Dataset items ::
☆ ☆ ☆ ☆

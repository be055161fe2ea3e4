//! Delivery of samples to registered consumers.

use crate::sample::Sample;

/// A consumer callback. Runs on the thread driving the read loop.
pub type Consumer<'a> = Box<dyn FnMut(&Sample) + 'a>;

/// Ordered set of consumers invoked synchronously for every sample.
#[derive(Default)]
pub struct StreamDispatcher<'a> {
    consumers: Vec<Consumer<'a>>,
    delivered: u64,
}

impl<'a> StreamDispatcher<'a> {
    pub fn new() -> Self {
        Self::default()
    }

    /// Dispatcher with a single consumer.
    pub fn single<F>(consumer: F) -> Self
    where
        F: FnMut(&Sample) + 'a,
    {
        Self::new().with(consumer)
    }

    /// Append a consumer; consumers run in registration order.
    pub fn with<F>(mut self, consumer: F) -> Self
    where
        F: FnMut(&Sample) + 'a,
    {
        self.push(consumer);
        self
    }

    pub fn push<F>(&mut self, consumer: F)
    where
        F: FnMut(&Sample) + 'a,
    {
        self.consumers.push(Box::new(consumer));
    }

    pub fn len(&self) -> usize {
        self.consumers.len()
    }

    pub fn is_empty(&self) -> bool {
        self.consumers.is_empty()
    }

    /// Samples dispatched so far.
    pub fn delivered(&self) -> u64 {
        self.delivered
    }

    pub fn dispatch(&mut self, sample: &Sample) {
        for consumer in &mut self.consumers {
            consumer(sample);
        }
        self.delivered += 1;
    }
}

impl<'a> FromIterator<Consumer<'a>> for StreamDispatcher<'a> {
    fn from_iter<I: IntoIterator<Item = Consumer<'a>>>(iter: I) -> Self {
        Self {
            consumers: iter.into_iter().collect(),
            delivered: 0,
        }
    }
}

☆ ☆ ☆ ☆

The task :: Begin at the line containing "pub fn push<F>(&mut self, consumer: F)" and reproduce every line through the last one in the records above, exactly.

Your solution ::
    pub fn push<F>(&mut self, consumer: F)
    where
        F: FnMut(&Sample) + 'a,
    {
        self.consumers.push(Box::new(consumer));
    }

    pub fn len(&self) -> usize {
        self.consumers.len()
    }

    pub fn is_empty(&self) -> bool {
        self.consumers.is_empty()
    }

    /// Samples dispatched so far.
    pub fn delivered(&self) -> u64 {
        self.delivered
    }

    pub fn dispatch(&mut self, sample: &Sample) {
        for consumer in &mut self.consumers {
            consumer(sample);
        }
        self.delivered += 1;
    }
}

impl<'a> FromIterator<Consumer<'a>> for StreamDispatcher<'a> {
    fn from_iter<I: IntoIterator<Item = Consumer<'a>>>(iter: I) -> Self {
        Self {
            consumers: iter.into_iter().collect(),
            delivered: 0,
        }
    }
}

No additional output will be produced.